Quite the rich question-asking session today, for which thanks (to Becky, for the idea, and to all, for interested participation). Most striking to me--as the finale for a feminist studies course--was the challenge to the question: the assertion that "looking for gendered language" was NOT a useful exercise.

For the archive, here's what was written on the board, in response to Sonal's hypothesis regarding the contrast between the short, direct "male" and the complex, "invaginated" "female" language of poetry:

  • interpretation of gender is based on the historical contect of poem and authorship--what would be ambiguous authorship now wasn't during the "second wave"

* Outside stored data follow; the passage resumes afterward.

//! In-memory implementations of the store ports.

use async_trait::async_trait;
use std::collections::{HashMap, HashSet};
use std::sync::{Mutex, RwLock};

use crate::domain::catalog::Course;
use crate::domain::foundation::{CourseId, DomainError, PurchaseId, UserId};
use crate::domain::purchase::{Purchase, PurchaseStatus};
use crate::domain::user::UserProfile;
use crate::ports::{
    Authorizer, Capability, CourseRepository, EnrollmentOutcome, EnrollmentStore,
    ProcessedWebhookStore, PurchaseRepository, ReceiptInsert, TransitionOutcome, UserRepository,
    WebhookReceipt,
};

/// In-memory purchase ledger.
///
/// The conditional transition runs inside one write-lock critical section,
/// which makes it atomic with respect to concurrent invocations.
#[derive(Default)]
pub struct InMemoryPurchaseStore {
    records: RwLock<HashMap<PurchaseId, Purchase>>,
}

impl InMemoryPurchaseStore {
    pub fn new() -> Self {
        Self::default()
    }

    /// Number of ledger records (for test assertions).
    pub fn len(&self) -> usize {
        self.records.read().expect("purchase lock poisoned").len()
    }

    pub fn is_empty(&self) -> bool {
        self.len() == 0
    }
}

#[async_trait]
impl PurchaseRepository for InMemoryPurchaseStore {
    async fn create(&self, purchase: &Purchase) -> Result<(), DomainError> {
        let mut records = self.records.write().expect("purchase lock poisoned");
        records.insert(purchase.id, purchase.clone());
        Ok(())
    }

    async fn find_by_id(&self, id: &PurchaseId) -> Result<Option<Purchase>, DomainError> {
        let records = self.records.read().expect("purchase lock poisoned");
        Ok(records.get(id).cloned())
    }

    async fn find_by_user_and_course(
        &self,
        user_id: &UserId,
        course_id: &CourseId,
    ) -> Result<Option<Purchase>, DomainError> {
        let records = self.records.read().expect("purchase lock poisoned");
        Ok(records
            .values()
            .find(|p| &p.user_id == user_id && &p.course_id == course_id)
            .cloned())
    }

    async fn transition(
        &self,
        id: &PurchaseId,
        to: PurchaseStatus,
    ) -> Result<TransitionOutcome, DomainError> {
        let mut records = self.records.write().expect("purchase lock poisoned");
        let Some(record) = records.get_mut(id) else {
            return Ok(TransitionOutcome::NotFound);
        };
        if record.is_terminal() {
            return Ok(TransitionOutcome::AlreadyTerminal(record.status));
        }
        record
            .settle(to)
            .map_err(|e| DomainError::database(e.to_string()))?;
        Ok(TransitionOutcome::Applied(record.clone()))
    }
}

/// In-memory enrollment relation.
///
/// One mutex guards the whole set, so the check-and-insert in
/// `add_if_absent` is atomic regardless of how callers race.
#[derive(Default)]
pub struct InMemoryEnrollmentStore {
    pairs: Mutex<HashSet<(UserId, CourseId)>>,
}

impl InMemoryEnrollmentStore {
    pub fn new() -> Self {
        Self::default()
    }

    /// Total number of enrolled pairs (for test assertions).
    pub fn pair_count(&self) -> usize {
        self.pairs.lock().expect("enrollment lock poisoned").len()
    }
}

#[async_trait]
impl EnrollmentStore for InMemoryEnrollmentStore {
    async fn add_if_absent(
        &self,
        user_id: &UserId,
        course_id: &CourseId,
    ) -> Result<EnrollmentOutcome, DomainError> {
        let mut pairs = self.pairs.lock().expect("enrollment lock poisoned");
        if pairs.insert((user_id.clone(), *course_id)) {
            Ok(EnrollmentOutcome::Inserted)
        } else {
            Ok(EnrollmentOutcome::AlreadyEnrolled)
        }
    }

    async fn is_enrolled(
        &self,
        user_id: &UserId,
        course_id: &CourseId,
    ) -> Result<bool, DomainError> {
        let pairs = self.pairs.lock().expect("enrollment lock poisoned");
        Ok(pairs.contains(&(user_id.clone(), *course_id)))
    }

    async fn courses_of(&self, user_id: &UserId) -> Result<Vec<CourseId>, DomainError> {
        let pairs = self.pairs.lock().expect("enrollment lock poisoned");
        Ok(pairs
            .iter()
            .filter(|(u, _)| u == user_id)
            .map(|(_, c)| *c)
            .collect())
    }

    async fn students_of(&self, course_id: &CourseId) -> Result<Vec<UserId>, DomainError> {
        let pairs = self.pairs.lock().expect("enrollment lock poisoned");
        Ok(pairs
            .iter()
            .filter(|(_, c)| c == course_id)
            .map(|(u, _)| u.clone())
            .collect())
    }
}

/// In-memory course catalog.
#[derive(Default)]
pub struct InMemoryCourseStore {
    courses: RwLock<HashMap<CourseId, Course>>,
}

impl InMemoryCourseStore {
    pub fn new() -> Self {
        Self::default()
    }

    /// Seeds a course directly (for test setup).
    pub fn seed(&self, course: Course) {
        self.courses
            .write()
            .expect("course lock poisoned")
            .insert(course.id, course);
    }
}

#[async_trait]
impl CourseRepository for InMemoryCourseStore {
    async fn create(&self, course: &Course) -> Result<(), DomainError> {
        let mut courses = self.courses.write().expect("course lock poisoned");
        courses.insert(course.id, course.clone());
        Ok(())
    }

    async fn update(&self, course: &Course) -> Result<(), DomainError> {
        let mut courses = self.courses.write().expect("course lock poisoned");
        courses.insert(course.id, course.clone());
        Ok(())
    }

    async fn find_by_id(&self, id: &CourseId) -> Result<Option<Course>, DomainError> {
        let courses = self.courses.read().expect("course lock poisoned");
        Ok(courses.get(id).cloned())
    }

    async fn list_published(&self) -> Result<Vec<Course>, DomainError> {
        let courses = self.courses.read().expect("course lock poisoned");
        Ok(courses.values().filter(|c| c.is_published).cloned().collect())
    }
}

/// In-memory user profiles.
#[derive(Default)]
pub struct InMemoryUserStore {
    profiles: RwLock<HashMap<UserId, UserProfile>>,
}

impl InMemoryUserStore {
    pub fn new() -> Self {
        Self::default()
    }

    /// Number of stored profiles (for test assertions).
    pub fn len(&self) -> usize {
        self.profiles.read().expect("user lock poisoned").len()
    }

    pub fn is_empty(&self) -> bool {
        self.len() == 0
    }
}

#[async_trait]
impl UserRepository for InMemoryUserStore {
    async fn upsert(&self, profile: &UserProfile) -> Result<(), DomainError> {
        let mut profiles = self.profiles.write().expect("user lock poisoned");
        profiles.insert(profile.id.clone(), profile.clone());
        Ok(())
    }

    async fn find_by_id(&self, id: &UserId) -> Result<Option<UserProfile>, DomainError> {
        let profiles = self.profiles.read().expect("user lock poisoned");
        Ok(profiles.get(id).cloned())
    }

    async fn upsert_default(&self, id: &UserId) -> Result<UserProfile, DomainError> {
        let mut profiles = self.profiles.write().expect("user lock poisoned");
        Ok(profiles
            .entry(id.clone())
            .or_insert_with(|| UserProfile::placeholder(id.clone()))
            .clone())
    }

    async fn delete(&self, id: &UserId) -> Result<(), DomainError> {
        let mut profiles = self.profiles.write().expect("user lock poisoned");
        profiles.remove(id);
        Ok(())
    }
}

/// In-memory receipt trail.
#[derive(Default)]
pub struct InMemoryWebhookReceipts {
    receipts: Mutex<HashMap<String, WebhookReceipt>>,
}

impl InMemoryWebhookReceipts {
    pub fn new() -> Self {
        Self::default()
    }

    /// All recorded receipts (for test assertions).
    pub fn all(&self) -> Vec<WebhookReceipt> {
        self.receipts
            .lock()
            .expect("receipt lock poisoned")
            .values()
            .cloned()
            .collect()
    }

    /// Number of recorded receipts.
    pub fn len(&self) -> usize {
        self.receipts.lock().expect("receipt lock poisoned").len()
    }

    pub fn is_empty(&self) -> bool {
        self.len() == 0
    }
}

#[async_trait]
impl ProcessedWebhookStore for InMemoryWebhookReceipts {
    async fn find(&self, event_id: &str) -> Result<Option<WebhookReceipt>, DomainError> {
        let receipts = self.receipts.lock().expect("receipt lock poisoned");
        Ok(receipts.get(event_id).cloned())
    }

    async fn record(&self, receipt: WebhookReceipt) -> Result<ReceiptInsert, DomainError> {
        let mut receipts = self.receipts.lock().expect("receipt lock poisoned");
        if receipts.contains_key(&receipt.event_id) {
            Ok(ReceiptInsert::Duplicate)
        } else {
            receipts.insert(receipt.event_id.clone(), receipt);
            Ok(ReceiptInsert::Recorded)
        }
    }
}

/// In-memory authorizer with an explicit grant list.
#[derive(Default)]
pub struct InMemoryAuthorizer {
    educators: RwLock<HashSet<UserId>>,
}

impl InMemoryAuthorizer {
    pub fn new() -> Self {
        Self::default()
    }

    /// Grants the educator capability to a user.
    pub fn grant_educator(&self, user_id: UserId) {
        self.educators
            .write()
            .expect("authorizer lock poisoned")
            .insert(user_id);
    }
}

#[async_trait]
impl Authorizer for InMemoryAuthorizer {
    async fn allows(&self, user_id: &UserId, capability: Capability) -> Result<bool, DomainError> {
        match capability {
            Capability::PublishCourses => Ok(self
                .educators
                .read()
                .expect("authorizer lock poisoned")
                .contains(user_id)),
        }
    }
}

#[cfg(test)]
mod tests {
    use super::*;
    use crate::domain::foundation::Money;

    fn user(id: &str) -> UserId {
        UserId::new(id).unwrap()
    }

    #[tokio::test]
    async fn purchase_transition_applies_once() {
        let store = InMemoryPurchaseStore::new();
        let purchase = Purchase::pending(
            PurchaseId::new(),
            user("u1"),
            CourseId::new(),
            Money::from_major(10),
        );
        store.create(&purchase).await.unwrap();

        let first = store
            .transition(&purchase.id, PurchaseStatus::Success)
            .await
            .unwrap();
        assert!(matches!(first, TransitionOutcome::Applied(_)));

        let second = store
            .transition(&purchase.id, PurchaseStatus::Expired)
            .await
            .unwrap();
        assert_eq!(
            second,
            TransitionOutcome::AlreadyTerminal(PurchaseStatus::Success)
        );
    }

    #[tokio::test]
    async fn purchase_transition_reports_missing_record() {
        let store = InMemoryPurchaseStore::new();
        let outcome = store
            .transition(&PurchaseId::new(), PurchaseStatus::Success)
            .await
            .unwrap();
        assert_eq!(outcome, TransitionOutcome::NotFound);
    }

    #[tokio::test]
    async fn enrollment_add_if_absent_is_idempotent() {
        let store = InMemoryEnrollmentStore::new();
        let (u, c) = (user("u1"), CourseId::new());

        assert_eq!(
            store.add_if_absent(&u, &c).await.unwrap(),
            EnrollmentOutcome::Inserted
        );
        assert_eq!(
            store.add_if_absent(&u, &c).await.unwrap(),
            EnrollmentOutcome::AlreadyEnrolled
        );
        assert_eq!(store.pair_count(), 1);
        assert!(store.is_enrolled(&u, &c).await.unwrap());
    }

    #[tokio::test]
    async fn enrollment_projections_mirror_each_other() {
        let store = InMemoryEnrollmentStore::new();
        let (u, c) = (user("u1"), CourseId::new());
        store.add_if_absent(&u, &c).await.unwrap();

        assert_eq!(store.courses_of(&u).await.unwrap(), vec![c]);
        assert_eq!(store.students_of(&c).await.unwrap(), vec![u]);
    }

    #[tokio::test]
    async fn upsert_default_returns_existing_profile() {
        let store = InMemoryUserStore::new();
        let id = user("u1");

        let mut profile = UserProfile::placeholder(id.clone());
        profile.name = Some("Ada".to_string());
        store.upsert(&profile).await.unwrap();

        let found = store.upsert_default(&id).await.unwrap();
        assert_eq!(found.name.as_deref(), Some("Ada"));
        assert_eq!(store.len(), 1);
    }

    #[tokio::test]
    async fn receipts_deduplicate_by_event_id() {
        let store = InMemoryWebhookReceipts::new();
        let receipt =
            WebhookReceipt::processed("evt_1", "checkout.session.completed", serde_json::json!({}));

        assert_eq!(
            store.record(receipt.clone()).await.unwrap(),
            ReceiptInsert::Recorded
        );
        assert_eq!(
            store.record(receipt).await.unwrap(),
            ReceiptInsert::Duplicate
        );
        assert_eq!(store.len(), 1);
    }

    #[tokio::test]
    async fn authorizer_only_allows_granted_users() {
        let auth = InMemoryAuthorizer::new();
        auth.grant_educator(user("edu"));

        assert!(auth
            .allows(&user("edu"), Capability::PublishCourses)
            .await
            .unwrap());
        assert!(!auth
            .allows(&user("student"), Capability::PublishCourses)
            .await
            .unwrap());
    }
}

  • gender arises in form and content
    --Is this true of people as well?
  • Poets can create speakers of any gender. If they're convincing enough, we can't tell their genders from their speakers!
  • "Phenomenal Woman"
    --direct, flowing, long, not really invaginated
    --more male
  • What abouty "inner mystery"? That part seems envaginated....
  • "Men": short direct sentences, but still folds of meaning.
  • "Stepping Westward":
    --assertive--"ebb and flow"
    --striding-- "steady in the black sky"
    --ripening" on her own terms
  • We feel that our poems definitely take on a more masculine style--short sentences, to the point--but we don't know whether that's also because their main audience is children.
  • One poem can mix sentence lengths, challenging the hypothesis. The two poems seemed either descriptive or not, and also fit the hypothesis.
  • What kinds/levels of invagination are there?
  • Ideas can be "invaginated" without the language being very complex.
  • Direct, non-invaginated writing can feel very feminine.
  • Is a poem genderless if neutral? Or two extremes?
  • Is the gender of the poem dictated by the gender of the poet?
  • Q: what influence might identity (including race & ethnicity) have on poems?
  • We realized that the content of poems is more telling than form/length.